Chitwood compares violins to living, evolving organisms, complete with mutations and a sort of survival of the fittest.

Chitwood's first question was whether he could tell the difference between different kinds of string instruments based on their shape while taking overall size out of the equation. To do that, he drew on an auction house's database of more than 9,000 instruments in the violin family—the viola, cello, bass, and the violin itself—from prominent luthiers over a range of 400 years. Chitwood used those to construct instrument outlines, which he could then compare using a method called linear discriminant analysis.

To understand the idea, imagine constructing a shadow puppet. You could cut the puppet out of a single piece of cardboard or wood, or you could assemble it using a set of elementary shapes. In a similar way, you could describe a violin's shape as a whole, or you could break it down into more abstract shapes. A double bass looks like an especially broad-bottomed pear, while a lute looks like a squash with some triangle thrown in. While Chitwood's study uses a more sophisticated set of basic shapes, the goal is the same. By quantifying how much pear, squash, and triangle a shape has, you can quantify the similarities and differences between different instruments' shapes.

Violas and violins, it turns out, are hard to discriminate, but cellos and double basses are distinct.
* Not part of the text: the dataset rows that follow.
fn feed_level(decision: Decision) -> FeedLevel {
    match decision {
        Decision::Approve => FeedLevel::Info,
        Decision::Reject => FeedLevel::Warn,
    }
}

fn decided_command(
    mut command: AgentPendingCommand,
    decision: Decision,
    input: &DecisionInput,
    now: DateTime<Utc>,
) -> AgentPendingCommand {
    command.status = decision.command_status();
    command.updated_at = now;
    command.decided_at = Some(now);
    command.decided_by = input.decided_by.clone();
    command.note = input.note.clone();
    command
}

fn decided_handoff(
    mut handoff: QaHandoff,
    decision: Decision,
    input: &DecisionInput,
    now: DateTime<Utc>,
) -> QaHandoff {
    handoff.status = decision.handoff_status();
    handoff.updated_at = now;
    handoff.decided_at = Some(now);
    handoff.decided_by = input.decided_by.clone();
    handoff.note = input.note.clone();
    handoff
}

/// The handoff a command decision should also update: the one linked to
/// `command_id`, or the one the command itself names.
fn project_onto_handoff(
    snapshot: &Snapshot,
    command_id: &str,
    command: Option<&AgentPendingCommand>,
    decision: Decision,
    input: &DecisionInput,
    now: DateTime<Utc>,
) -> Option<QaHandoff> {
    let handoff = snapshot.handoff_for_command(command_id).or_else(|| {
        command
            .and_then(|c| c.handoff_id.as_deref())
            .and_then(|id| snapshot.qa_handoff(id))
    })?;
    Some(decided_handoff(handoff.clone(), decision, input, now))
}

/// Emit a heartbeat every `every` until the task is aborted.
pub fn spawn_heartbeat(store: Arc<SnapshotStore>, every: Duration) -> JoinHandle<()> {
    tokio::spawn(async move {
        let mut interval = tokio::time::interval(every);
        interval.set_missed_tick_behavior(tokio::time::MissedTickBehavior::Delay);
        // The first tick completes immediately.
        interval.tick().await;
        loop {
            interval.tick().await;
            if let Err(err) = store.publish_heartbeat().await {
                tracing::warn!(error = %err, "heartbeat not published");
            }
        }
    })
}
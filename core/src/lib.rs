//! Shared types and pure logic for opsdeck: the snapshot model, the stream
//! envelope and its push-stream codec, client-side reconciliation, and the
//! upstream circuit breaker.

pub mod auth;
pub mod cooldown;
pub mod envelope;
pub mod error;
pub mod failure;
pub mod model;
pub mod reconcile;
pub mod sse;
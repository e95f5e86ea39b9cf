use axum::http::{HeaderName, HeaderValue, Method};
use tower_http::cors::CorsLayer;

/// Build a CORS layer for the configured dashboard origins
/// (`OPSDECK_CORS_ORIGINS`, default `http://localhost:3000`).
///
/// - Methods: GET, POST, OPTIONS
/// - Headers: Authorization, Content-Type, Last-Event-ID
/// - Credentials: allowed
/// - Max age: 3600s
pub fn build_cors_layer(origins: &[String]) -> CorsLayer {
    let origins: Vec<HeaderValue> = origins
        .iter()
        .filter_map(|origin| match origin.parse::<HeaderValue>() {
            Ok(value) => Some(value),
            Err(_) => {
                tracing::warn!(origin = %origin, "ignoring unparseable CORS origin");
                None
            }
        })
        .collect();

    CorsLayer::new()
        .allow_origin(origins)
        .allow_methods([Method::GET, Method::POST, Method::OPTIONS])
        .allow_headers([
            HeaderName::from_static("authorization"),
            HeaderName::from_static("content-type"),
            HeaderName::from_static("last-event-id"),
        ])
        .allow_credentials(true)
        .max_age(std::time::Duration::from_secs(3600))
}
use std::process::Command as Process;

use jz_gpio::cli::Invocation;
use jz_gpio::layout::Register;
use jz_gpio::{Pin, PortId, SimulatedRegisters};

fn jz_gpio(regs: &mut SimulatedRegisters, args: &[&str]) -> String {
    let mut out = Vec::new();
    Invocation::parse(args)
        .unwrap()
        .run(regs, &mut out)
        .unwrap();
    String::from_utf8(out).unwrap()
}

fn show_line(regs: &mut SimulatedRegisters, pin: &str) -> String {
    let listing = jz_gpio(regs, &["show"]);
    listing
        .lines()
        .find(|line| line.starts_with(&format!("{pin}:")))
        .unwrap()
        .to_owned()
}

#[test]
fn configure_and_show() {
    let mut regs = SimulatedRegisters::new();

    jz_gpio(&mut regs, &["pb10", "gpio_output"]);
    jz_gpio(&mut regs, &["pb10", "write", "1"]);
    assert_eq!(show_line(&mut regs, "PB10"), "PB10: GPIO OUTPUT 1");
    assert_eq!(jz_gpio(&mut regs, &["pb10", "read"]), "1\n");

    jz_gpio(&mut regs, &["pb10", "func", "3"]);
    assert_eq!(show_line(&mut regs, "PB10"), "PB10: FUNCTION 3");

    jz_gpio(&mut regs, &["pb10", "int", "1"]);
    assert_eq!(show_line(&mut regs, "PB10"), "PB10: INTERRUPT RISING_EDGE ENABLED");
    jz_gpio(&mut regs, &["pb10", "msk", "1"]);
    jz_gpio(&mut regs, &["pb10", "pat1", "0"]);
    assert_eq!(show_line(&mut regs, "PB10"), "PB10: INTERRUPT HIGH_LEVEL DISABLED");

    jz_gpio(&mut regs, &["pb10", "gpio_input"]);
    regs.drive_input(Pin::new(PortId::B, 10).unwrap(), true);
    assert_eq!(show_line(&mut regs, "PB10"), "PB10: GPIO INPUT 1");

    // Only PB10 was ever touched
    for port in PortId::ALL {
        let expected = if port == PortId::B { 1 << 10 } else { 0 };
        assert_eq!(regs.peek(port, Register::Msk), expected, "port {port}");
    }
}

#[test]
fn show_lists_every_pin() {
    let mut regs = SimulatedRegisters::new();
    let listing = jz_gpio(&mut regs, &["show"]);

    let pins: Vec<&str> = listing.lines().filter(|l| l.starts_with('P') && l.contains(':')).collect();
    assert_eq!(pins.len(), 7 * 32);
    assert_eq!(pins[0], "PA00: FUNCTION 0");
    assert_eq!(pins[7 * 32 - 1], "PG31: FUNCTION 0");

    let headers: Vec<&str> = listing.lines().filter(|l| l.starts_with("Port ")).collect();
    assert_eq!(headers, ["Port A", "Port B", "Port C", "Port D", "Port E", "Port F", "Port G"]);
}

fn exit_status(args: &[&str]) -> (i32, String, String) {
    let output = Process::new(env!("CARGO_BIN_EXE_jz_gpio"))
        .args(args)
        .env("JZ_GPIO_DEVICE", "/nonexistent/jz-gpio-mem")
        .output()
        .unwrap();
    (
        output.status.code().unwrap(),
        String::from_utf8_lossy(&output.stdout).into_owned(),
        String::from_utf8_lossy(&output.stderr).into_owned(),
    )
}

#[test]
fn exit_codes() {
    let (code, stdout, _) = exit_status(&[]);
    assert_eq!(code, 1);
    assert!(stdout.starts_with("Usage:"));

    let (code, stdout, _) = exit_status(&["--help"]);
    assert_eq!(code, 0);
    assert!(stdout.starts_with("Usage:"));

    let (code, _, stderr) = exit_status(&["PZ00", "read"]);
    assert_eq!(code, 2);
    assert!(stderr.contains("Bad pin specification `PZ00'"));

    let (code, _, stderr) = exit_status(&["PA00"]);
    assert_eq!(code, 2);
    assert!(stderr.contains("no command specified"));

    let (code, _, stderr) = exit_status(&["PA00", "write"]);
    assert_eq!(code, 2);
    assert!(stderr.contains("value not specified"));

    let (code, _, stderr) = exit_status(&["PA00", "blink"]);
    assert_eq!(code, 0);
    assert!(stderr.contains("Bad command `blink'"));

    // Valid invocation, but the register window cannot be mapped
    let (code, _, stderr) = exit_status(&["show"]);
    assert_eq!(code, 2);
    assert!(stderr.contains("failed to open"));
}
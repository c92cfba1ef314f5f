//! Low-level register access used by the command and show layers.
//!
//! A register bank is anything implementing [`register::GpioRegisters`]: the
//! mapped `/dev/mem` window in production, an in-memory bank in tests. The
//! [`io`] handles sit on top of it and turn (port, register, bit) triples
//! into single 32-bit accesses.
//!
//! Bits are only ever changed through the set/clear register of a signal,
//! never by read-modify-write of the plain register. The hardware updates
//! some bits on its own (input levels, interrupt flags), and a full-register
//! write-back could undo such an update.

/// Register-level trait a GPIO controller window must provide.
pub mod register {
    /// Raw 32-bit access to the controller window.
    ///
    /// Offsets are byte offsets from the controller base and always
    /// 4-byte aligned. Implementations must perform each call as exactly one
    /// access; no caching, no merging.
    pub trait GpioRegisters {
        /// Read the register at `offset`.
        fn read_register(&self, offset: usize) -> u32;

        /// Write `value` to the register at `offset`.
        fn write_register(&mut self, offset: usize, value: u32);
    }
}

/// Port-relative handles over a register bank.
pub mod io {
    use log::{debug, trace};

    use super::register::GpioRegisters;
    use crate::layout::{Register, Signal};
    use crate::pin::PortId;

    #[inline]
    fn mask(bit: u8) -> u32 {
        debug_assert!(bit < 32);
        1 << bit
    }

    fn read<R: GpioRegisters + ?Sized>(regs: &R, port: PortId, reg: Register) -> u32 {
        let value = regs.read_register(port.base() + reg.offset());
        trace!("read P{port}.{} = {value:#010x}", reg.name());
        value
    }

    /// Read-only view of one port.
    pub struct PortView<'a, R: GpioRegisters + ?Sized> {
        regs: &'a R,
        port: PortId,
    }

    impl<'a, R> PortView<'a, R>
    where
        R: GpioRegisters + ?Sized,
    {
        /// View of `port` of `regs`.
        pub fn new(regs: &'a R, port: PortId) -> Self {
            Self { regs, port }
        }

        #[inline]
        pub fn port(&self) -> PortId {
            self.port
        }

        /// Read a whole register of this port.
        pub fn read(&self, reg: Register) -> u32 {
            read(self.regs, self.port, reg)
        }

        /// Read bit `bit` of `reg`.
        pub fn get_bit(&self, reg: Register, bit: u8) -> bool {
            self.read(reg) & mask(bit) != 0
        }

        /// Live input level of pin `bit`.
        pub fn input_level(&self, bit: u8) -> bool {
            self.get_bit(Register::Inl, bit)
        }

        /// Latched interrupt flag of pin `bit`.
        pub fn flag(&self, bit: u8) -> bool {
            self.get_bit(Register::Flg, bit)
        }
    }

    /// Mutable handle on one port.
    pub struct Port<'a, R: GpioRegisters + ?Sized> {
        regs: &'a mut R,
        port: PortId,
    }

    impl<'a, R> Port<'a, R>
    where
        R: GpioRegisters + ?Sized,
    {
        /// Handle on `port` of `regs`.
        pub fn new(regs: &'a mut R, port: PortId) -> Self {
            Self { regs, port }
        }

        /// Borrow a read-only view of the same port.
        pub fn view(&self) -> PortView<'_, R> {
            PortView::new(&*self.regs, self.port)
        }

        /// Bit-level handle on `signal`.
        pub fn signal(&mut self, signal: Signal) -> BitRegister<'_, R> {
            BitRegister {
                regs: &mut *self.regs,
                port: self.port,
                signal,
            }
        }
    }

    /// One signal of one port, driven through its set/clear register pair.
    pub struct BitRegister<'a, R: GpioRegisters + ?Sized> {
        regs: &'a mut R,
        port: PortId,
        signal: Signal,
    }

    impl<'a, R> BitRegister<'a, R>
    where
        R: GpioRegisters + ?Sized,
    {
        fn strobe(&mut self, reg: Register, bit: u8) {
            debug!("write P{}.{} <- bit {bit}", self.port, reg.name());
            self.regs
                .write_register(self.port.base() + reg.offset(), mask(bit));
        }

        /// Force `bit` to 1.
        pub fn set_bit(&mut self, bit: u8) {
            self.strobe(self.signal.set(), bit);
        }

        /// Force `bit` to 0.
        pub fn clear_bit(&mut self, bit: u8) {
            self.strobe(self.signal.clear(), bit);
        }

        /// Force `bit` to `value`.
        pub fn write_bit(&mut self, bit: u8, value: bool) {
            if value {
                self.set_bit(bit);
            } else {
                self.clear_bit(bit);
            }
        }

        /// Current state of `bit`.
        pub fn get_bit(&self, bit: u8) -> bool {
            read(&*self.regs, self.port, self.signal.plain()) & mask(bit) != 0
        }
    }

}
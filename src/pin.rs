//! Pin identifiers of the form `PC23`.

use core::fmt;
use core::str::FromStr;

use crate::error::Error;
use crate::layout::{PINS_PER_PORT, PORT_COUNT, port_base};

/// One of the seven GPIO ports.
#[derive(Debug, Clone, Copy, PartialEq, Eq, PartialOrd, Ord, Hash)]
pub enum PortId {
    A = 0,
    B = 1,
    C = 2,
    D = 3,
    E = 4,
    F = 5,
    G = 6,
}

impl PortId {
    /// Every port, A to G.
    pub const ALL: [PortId; PORT_COUNT] = [
        PortId::A,
        PortId::B,
        PortId::C,
        PortId::D,
        PortId::E,
        PortId::F,
        PortId::G,
    ];

    /// Port for a letter `A`..=`G`, either case.
    pub fn from_letter(letter: char) -> Option<Self> {
        let index = (letter.to_ascii_uppercase() as u32).checked_sub('A' as u32)?;
        Self::ALL.get(index as usize).copied()
    }

    /// Zero-based port number, A = 0.
    #[inline]
    pub const fn index(self) -> usize {
        self as usize
    }

    /// Upper-case port letter.
    pub const fn letter(self) -> char {
        (b'A' + self as u8) as char
    }

    /// Byte offset of this port's register block from the controller base.
    #[inline]
    pub const fn base(self) -> usize {
        port_base(self.index())
    }
}

impl fmt::Display for PortId {
    fn fmt(&self, f: &mut fmt::Formatter<'_>) -> fmt::Result {
        write!(f, "{}", self.letter())
    }
}

/// A single GPIO line: port plus bit offset 0-31.
#[derive(Debug, Clone, Copy, PartialEq, Eq, PartialOrd, Ord, Hash)]
pub struct Pin {
    port: PortId,
    offset: u8,
}

impl Pin {
    /// Returns `None` when `offset` is not a valid bit position.
    pub const fn new(port: PortId, offset: u8) -> Option<Self> {
        if offset < PINS_PER_PORT {
            Some(Self { port, offset })
        } else {
            None
        }
    }

    #[inline]
    pub const fn port(self) -> PortId {
        self.port
    }

    #[inline]
    pub const fn offset(self) -> u8 {
        self.offset
    }

    /// Every pin of `port`, in bit order.
    pub fn all_of(port: PortId) -> impl Iterator<Item = Pin> {
        (0..PINS_PER_PORT).map(move |offset| Pin { port, offset })
    }
}

impl fmt::Display for Pin {
    fn fmt(&self, f: &mut fmt::Formatter<'_>) -> fmt::Result {
        write!(f, "P{}{:02}", self.port.letter(), self.offset)
    }
}

/// Accepts exactly `P`, a port letter and two decimal digits, e.g. `pa05`.
impl FromStr for Pin {
    type Err = Error;

    fn from_str(s: &str) -> Result<Self, Self::Err> {
        let bad = || Error::BadPin(s.to_owned());

        let bytes = s.as_bytes();
        if bytes.len() != 4 || !bytes[0].eq_ignore_ascii_case(&b'P') {
            return Err(bad());
        }
        let port = PortId::from_letter(bytes[1] as char).ok_or_else(bad)?;
        if !bytes[2..].iter().all(u8::is_ascii_digit) {
            return Err(bad());
        }
        let offset = (bytes[2] - b'0') * 10 + (bytes[3] - b'0');

        Pin::new(port, offset).ok_or_else(bad)
    }
}

#[cfg(test)]
mod tests {
    use super::*;
    use proptest::prelude::*;

    #[test]
    fn parses_pins() {
        let pin: Pin = "PC23".parse().unwrap();
        assert_eq!(pin.port(), PortId::C);
        assert_eq!(pin.offset(), 23);

        let pin: Pin = "pa00".parse().unwrap();
        assert_eq!((pin.port(), pin.offset()), (PortId::A, 0));

        let pin: Pin = "Pg31".parse().unwrap();
        assert_eq!((pin.port(), pin.offset()), (PortId::G, 31));
    }

    #[test]
    fn rejects_malformed() {
        for spec in ["", "PA5", "PA005", "PH00", "P@00", "PA32", "PA99", "PAx5", "PA-1", "PA 1", "XA01", "PÄ1"] {
            assert!(
                matches!(spec.parse::<Pin>(), Err(Error::BadPin(ref s)) if s == spec),
                "{spec:?} accepted"
            );
        }
    }

    #[test]
    fn display() {
        assert_eq!(Pin::new(PortId::A, 5).unwrap().to_string(), "PA05");
        assert_eq!(Pin::new(PortId::F, 17).unwrap().to_string(), "PF17");
        assert!(Pin::new(PortId::A, 32).is_none());
    }

    #[test]
    fn port_bases() {
        assert_eq!(PortId::A.base(), 0x000);
        assert_eq!(PortId::D.base(), 0x300);
        assert_eq!(PortId::G.base(), 0x600);
        assert_eq!(PortId::from_letter('e'), Some(PortId::E));
        assert_eq!(PortId::from_letter('H'), None);
        assert_eq!(PortId::from_letter('0'), None);
    }

    proptest! {
        #[test]
        fn valid_specs_parse(port in 0usize..7, offset in 0u8..32, lower in any::<bool>()) {
            let letter = PortId::ALL[port].letter();
            let letter = if lower { letter.to_ascii_lowercase() } else { letter };
            let pin: Pin = format!("P{letter}{offset:02}").parse().unwrap();
            prop_assert_eq!(pin.port().index(), port);
            prop_assert_eq!(pin.offset(), offset);
        }

        #[test]
        fn out_of_range_offsets_fail(port in 0usize..7, offset in 32u8..100) {
            let spec = format!("P{}{offset:02}", PortId::ALL[port].letter());
            prop_assert!(spec.parse::<Pin>().is_err());
        }

        #[test]
        fn unknown_ports_fail(letter in "[H-Zh-z]", offset in 0u8..32) {
            let spec = format!("P{letter}{offset:02}");
            prop_assert!(spec.parse::<Pin>().is_err());
        }

        #[test]
        fn wrong_length_fails(spec in ".{0,3}|.{5,8}") {
            prop_assume!(spec.len() != 4);
            prop_assert!(spec.parse::<Pin>().is_err());
        }
    }
}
While all four are pear-shaped to some extent, the double bass takes that to another level, complete with a bit of stem where the instrument's neck attaches to the main body. When Chitwood turned his attention specifically to the roughly 7,000 instruments in his database, he found that violins fell into four families, each represented by an archetype designed by an actual human family—Maggini, Amati, Stainer, and, of course, Stradivari, whose violins were slightly more bass-like in shape. What's more, other violins became more like these four over time, and especially more like Strads.

In that respect, Chitwood compares violins to living, evolving organisms, complete with mutations and a sort of survival of the fittest. "Despite using molds, Antonio Stradivari nonetheless innovated new shapes, using a method both faithful to the previous outlines but with the potential to change," he wrote in the paper. Meanwhile, luthier Jean-Baptiste Vuillaume purposely copied Stradivari's designs, because those were the ones customers selected.